Barış ve kalkınmanın çağımızın başlıca temaları ve çağın ruhu haline geldiği tarihsel koşullar altında, ülkeler arasındaki rekabet giderek artan oranda ülkelerin toplam ulusal güçleri arasındaki rekabet biçimini almaktadır ve ülkelerin bilimsel ve teknolojik alanda gelişme düzeyi ve bilim ve teknoloji alanındaki rekabet bu uluslararası rekabetin en önemli unsuru haline gelmiştir. Engels üretici güçler üzerinde sahiplikten söz etmiştir: Sosyalist yolu izleyen ülkelerin üretici güçleri sosyalizmin sahip olduğu üretici güçleridir, aynı şekilde Küresel Güney’in sahip olduğu ve kontrol ettiği üretici güçler vardır. Bilim ve teknolojinin üretken işlevlerinden tam olarak yararlanmak, bilim ve teknolojiye dayanarak ekonomik kalkınmayı teşvik etmek, böylece ülkelerinin genel ulusal gücünü arttırmak ve gelişmiş ülkelerle aradaki önemli gelişme farkını kapatmak, bugün dünyadaki tüm gelişmekte olan ülkelerin karşı karşıya olduğu temel sorunlardır.
Eğitim-Aydınlar ve Bilim & Teknoloji
Deng Xiaoping 1988 yılında sosyalist Çekoslavakya’nın lideri Husak ile görüşmesinde eğitim, teknoloji ve aydınların yeni konumu üzerine stratejik görüşler getirdi. Bilim ve teknolojinin öneminin tam olarak anlaşılması ihtiyacını vurguladı. “Teknolojinin gelişmesi eğitimin gelişmesini temel almalı, dolayısıyla kalkınma hızından biraz fedakarlık yapmak pahasına da olsa eğitim meselesi çok iyi çözülmelidir. Artık bizde aydınlar işçi sınıfının bir parçasıdır ve eğitim ve teknolojinin gelişmesi onların rollerini tam anlamıyla güçlendirmelidir. Sadece az sayıda üst düzey aydınlara değil bunun yanı sıra, öğretmenlere yönelik yaklaşımın iyileştirilmesi, onlara iyi çalışma koşullarının oluşturulması ve rollerini tam olarak oynamalarını sağlamalıyız.”

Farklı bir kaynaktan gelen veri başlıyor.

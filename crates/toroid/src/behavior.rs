//! Reusable pointer behaviors. Each one owns shared state and installs its
//! handlers into an [`EventCallbacks`] table, so several behaviors can drive
//! the same hitbox.

use std::cell::Cell;
use std::rc::Rc;

use crate::color::HitboxColor;
use crate::ecs::HitboxComponent;
use crate::events::{buttons, EventKind, InputEvent};
use crate::geometry::{BoundingBox, Vec2};
use crate::hitbox::{BoundsFn, EventCallbacks, HitboxData, HitboxPatch};

pub trait Behavior {
    fn install(&self, callbacks: &mut EventCallbacks);
}

#[derive(Debug, Clone, Copy)]
struct DragOrigin {
    pointer: Vec2,
    position: Vec2,
}

/// Moves a rectangle with the pointer while the primary button is held.
#[derive(Debug, Clone)]
pub struct Draggable {
    position: Rc<Cell<Vec2>>,
    size: Vec2,
    grab_height: Option<f32>,
    drag: Rc<Cell<Option<DragOrigin>>>,
    data: HitboxData,
}

impl Draggable {
    pub fn new(position: Vec2, width: f32, height: f32) -> Self {
        Self {
            position: Rc::new(Cell::new(position)),
            size: Vec2::new(width, height),
            grab_height: None,
            drag: Rc::new(Cell::new(None)),
            data: HitboxData::new(),
        }
    }

    /// Restricts the grab area to the top `height` pixels (a title bar).
    pub fn with_grab_height(mut self, height: f32) -> Self {
        self.grab_height = Some(height);
        self
    }

    pub fn position(&self) -> Vec2 {
        self.position.get()
    }

    pub fn bounds(&self) -> BoundingBox {
        let Vec2 { x, y } = self.position.get();
        BoundingBox::from_rect(x, y, self.size.x, self.size.y)
    }

    pub fn grab_bounds(&self) -> BoundingBox {
        let Vec2 { x, y } = self.position.get();
        let height = self.grab_height.unwrap_or(self.size.y).min(self.size.y);
        BoundingBox::from_rect(x, y, self.size.x, height)
    }

    pub fn is_dragging(&self) -> bool {
        self.data.is_dragging()
    }

    pub fn data(&self) -> &HitboxData {
        &self.data
    }

    /// Point at a fixed offset from the draggable's origin; follows drags.
    pub fn anchor(&self, offset: Vec2) -> Anchor {
        Anchor {
            origin: Rc::clone(&self.position),
            offset,
        }
    }

    pub fn grab_bounds_fn(&self) -> BoundsFn {
        let this = self.clone();
        Rc::new(move || Some(this.grab_bounds()))
    }

    pub fn hitbox_patch(&self, layer: i32, color: HitboxColor) -> HitboxPatch {
        let mut callbacks = EventCallbacks::new();
        self.install(&mut callbacks);
        HitboxPatch {
            layer: Some(layer),
            bounding_box: Some(self.grab_bounds_fn()),
            color: Some(color),
            callbacks: Some(callbacks),
            data: Some(self.data.clone()),
            ..HitboxPatch::default()
        }
    }

    pub fn hitbox_component(&self, layer: i32, color: HitboxColor) -> HitboxComponent {
        let mut callbacks = EventCallbacks::new();
        self.install(&mut callbacks);
        HitboxComponent {
            layer,
            bounding_box: Some(self.grab_bounds_fn()),
            color: Some(color),
            callbacks,
            data: self.data.clone(),
            ..HitboxComponent::default()
        }
    }

    fn begin(&self, event: &InputEvent) {
        if event.buttons != buttons::PRIMARY || self.data.is_dragging() {
            return;
        }
        let Some(pointer) = event.offset else {
            return;
        };
        self.drag.set(Some(DragOrigin {
            pointer,
            position: self.position.get(),
        }));
        self.data.set_dragging(true);
    }

    fn follow(&self, event: &InputEvent) {
        let (Some(origin), Some(pointer)) = (self.drag.get(), event.offset) else {
            return;
        };
        self.position.set(Vec2::new(
            origin.position.x + pointer.x - origin.pointer.x,
            origin.position.y + pointer.y - origin.pointer.y,
        ));
    }

    fn end(&self) {
        self.drag.set(None);
        self.data.set_dragging(false);
    }
}

impl Behavior for Draggable {
    fn install(&self, callbacks: &mut EventCallbacks) {
        let this = self.clone();
        callbacks.append(
            EventKind::MouseDown,
            Rc::new(move |event: &InputEvent| this.begin(event)),
        );
        let this = self.clone();
        callbacks.append(
            EventKind::MouseMove,
            Rc::new(move |event: &InputEvent| this.follow(event)),
        );
        let this = self.clone();
        callbacks.append(EventKind::MouseUp, Rc::new(move |_: &InputEvent| this.end()));
    }
}

/// Position tied to a [`Draggable`]'s origin.
#[derive(Debug, Clone)]
pub struct Anchor {
    origin: Rc<Cell<Vec2>>,
    offset: Vec2,
}

impl Anchor {
    pub fn position(&self) -> Vec2 {
        let origin = self.origin.get();
        Vec2::new(origin.x + self.offset.x, origin.y + self.offset.y)
    }

    pub fn rect(&self, width: f32, height: f32) -> BoundingBox {
        let Vec2 { x, y } = self.position();
        BoundingBox::from_rect(x, y, width, height)
    }
}

#[derive(Debug, Clone, Default)]
pub struct Hoverable {
    hovered: Rc<Cell<bool>>,
}

impl Hoverable {
    pub fn new() -> Self {
        Self::default()
    }

    pub fn is_hovered(&self) -> bool {
        self.hovered.get()
    }
}

impl Behavior for Hoverable {
    fn install(&self, callbacks: &mut EventCallbacks) {
        let hovered = Rc::clone(&self.hovered);
        callbacks.append(
            EventKind::MouseMove,
            Rc::new(move |event: &InputEvent| {
                if event.offset.is_some() {
                    hovered.set(true);
                }
            }),
        );
        let hovered = Rc::clone(&self.hovered);
        callbacks.append(
            EventKind::MouseOut,
            Rc::new(move |_: &InputEvent| hovered.set(false)),
        );
    }
}

/// Tracks the pressed state and counts presses released over the same bounds.
#[derive(Clone)]
pub struct Pressable {
    bounds: BoundsFn,
    pressed: Rc<Cell<bool>>,
    presses: Rc<Cell<u32>>,
}

impl Pressable {
    pub fn new(bounds: BoundsFn) -> Self {
        Self {
            bounds,
            pressed: Rc::new(Cell::new(false)),
            presses: Rc::new(Cell::new(0)),
        }
    }

    pub fn is_pressed(&self) -> bool {
        self.pressed.get()
    }

    pub fn presses(&self) -> u32 {
        self.presses.get()
    }

    fn release(&self, event: &InputEvent) {
        if !self.pressed.replace(false) {
            return;
        }
        let inside = match (event.offset, (self.bounds)()) {
            (Some(point), Some(bbox)) => bbox.contains(point),
            _ => false,
        };
        if inside {
            self.presses.set(self.presses.get().saturating_add(1));
        }
    }
}

impl Behavior for Pressable {
    fn install(&self, callbacks: &mut EventCallbacks) {
        let pressed = Rc::clone(&self.pressed);
        callbacks.append(
            EventKind::MouseDown,
            Rc::new(move |event: &InputEvent| {
                if event.buttons & buttons::PRIMARY != 0 {
                    pressed.set(true);
                }
            }),
        );
        let this = self.clone();
        callbacks.append(
            EventKind::MouseUp,
            Rc::new(move |event: &InputEvent| this.release(event)),
        );
    }
}

#[cfg(test)]
mod tests {
    use super::*;

    fn press(x: f32, y: f32) -> InputEvent {
        InputEvent::pointer(EventKind::MouseDown, x, y).with_buttons(buttons::PRIMARY)
    }

    fn fire(callbacks: &EventCallbacks, event: &InputEvent) {
        if let Some(callback) = callbacks.get(event.kind) {
            callback(event);
        }
    }

    #[test]
    fn drag_moves_by_pointer_delta() {
        let draggable = Draggable::new(Vec2::new(10.0, 10.0), 100.0, 80.0);
        let mut callbacks = EventCallbacks::new();
        draggable.install(&mut callbacks);

        fire(&callbacks, &press(15.0, 12.0));
        assert!(draggable.is_dragging());
        fire(&callbacks, &InputEvent::pointer(EventKind::MouseMove, 45.0, 2.0));
        assert_eq!(draggable.position(), Vec2::new(40.0, 0.0));

        fire(&callbacks, &InputEvent::pointer(EventKind::MouseUp, 45.0, 2.0));
        assert!(!draggable.is_dragging());
        fire(&callbacks, &InputEvent::pointer(EventKind::MouseMove, 90.0, 90.0));
        assert_eq!(draggable.position(), Vec2::new(40.0, 0.0));
    }

    #[test]
    fn drag_ignores_non_primary_presses() {
        let draggable = Draggable::new(Vec2::new(0.0, 0.0), 10.0, 10.0);
        let mut callbacks = EventCallbacks::new();
        draggable.install(&mut callbacks);
        fire(
            &callbacks,
            &InputEvent::pointer(EventKind::MouseDown, 1.0, 1.0).with_buttons(buttons::SECONDARY),
        );
        assert!(!draggable.is_dragging());
    }

    #[test]
    fn anchors_follow_the_drag() {
        let draggable = Draggable::new(Vec2::new(0.0, 0.0), 50.0, 50.0).with_grab_height(10.0);
        let close_button = draggable.anchor(Vec2::new(40.0, 2.0));
        let mut callbacks = EventCallbacks::new();
        draggable.install(&mut callbacks);

        fire(&callbacks, &press(5.0, 5.0));
        fire(&callbacks, &InputEvent::pointer(EventKind::MouseMove, 25.0, 15.0));

        assert_eq!(close_button.position(), Vec2::new(60.0, 12.0));
        assert_eq!(draggable.grab_bounds(), BoundingBox::from_rect(20.0, 10.0, 50.0, 10.0));
    }

    #[test]
    fn hover_and_press_compose_on_one_table() {
        let hoverable = Hoverable::new();
        let pressable = Pressable::new(Rc::new(|| {
            Some(BoundingBox::from_rect(0.0, 0.0, 10.0, 10.0))
        }));
        let mut callbacks = EventCallbacks::new();
        hoverable.install(&mut callbacks);
        pressable.install(&mut callbacks);

        fire(&callbacks, &InputEvent::pointer(EventKind::MouseMove, 5.0, 5.0));
        assert!(hoverable.is_hovered());
        fire(&callbacks, &press(5.0, 5.0));
        assert!(pressable.is_pressed());
        fire(&callbacks, &InputEvent::pointer(EventKind::MouseUp, 5.0, 5.0));
        fire(&callbacks, &InputEvent::pointer(EventKind::MouseOut, 30.0, 5.0));

        assert!(!hoverable.is_hovered());
        assert!(!pressable.is_pressed());
        assert_eq!(pressable.presses(), 1);
    }

    #[test]
    fn release_outside_does_not_count_as_press() {
        let pressable = Pressable::new(Rc::new(|| {
            Some(BoundingBox::from_rect(0.0, 0.0, 10.0, 10.0))
        }));
        let mut callbacks = EventCallbacks::new();
        pressable.install(&mut callbacks);

        fire(&callbacks, &press(5.0, 5.0));
        fire(&callbacks, &InputEvent::pointer(EventKind::MouseUp, 50.0, 50.0));

        assert_eq!(pressable.presses(), 0);
        assert!(!pressable.is_pressed());
    }
}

Üretici güçler üzerine bu yeni görüşlerin ortaya atılmasından bu yana beri Çin Komünist Partisi, bilim ve teknolojinin “gelişmiş üretici güçlerin yoğunlaşmış ifadesi ve ana belirtisi olduğu”, bilim ve teknolojinin “insan uygarlığının ilerlemesini teşvik eden devrimci güçler olduğu” ve “Bilim ve teknoloji geliştiğinde ulusun gelişeceği ve bilim ve teknolojinin güçlü bir ülkeye yol açacağı” gibi önemli görüşler geliştirerek bilim ve teknolojinin hızla geliştirilmesinin son derece önemli olduğunu vurgulamıştır. Bilim ve teknolojinin başlıca üretici güçler olduğu görüşü, bilim ve teknolojinin sosyalist toplumun gelişiminde itici güç olduğunu vurgulamakta, Marx’ın bilim ve teknolojinin üretici güçler içinde olduğu fikrini miras almakta ve derinleştirmekte ve Marksist teorinin Çin’de yerelleştirilmesinde önemli bileşenlerden biridir.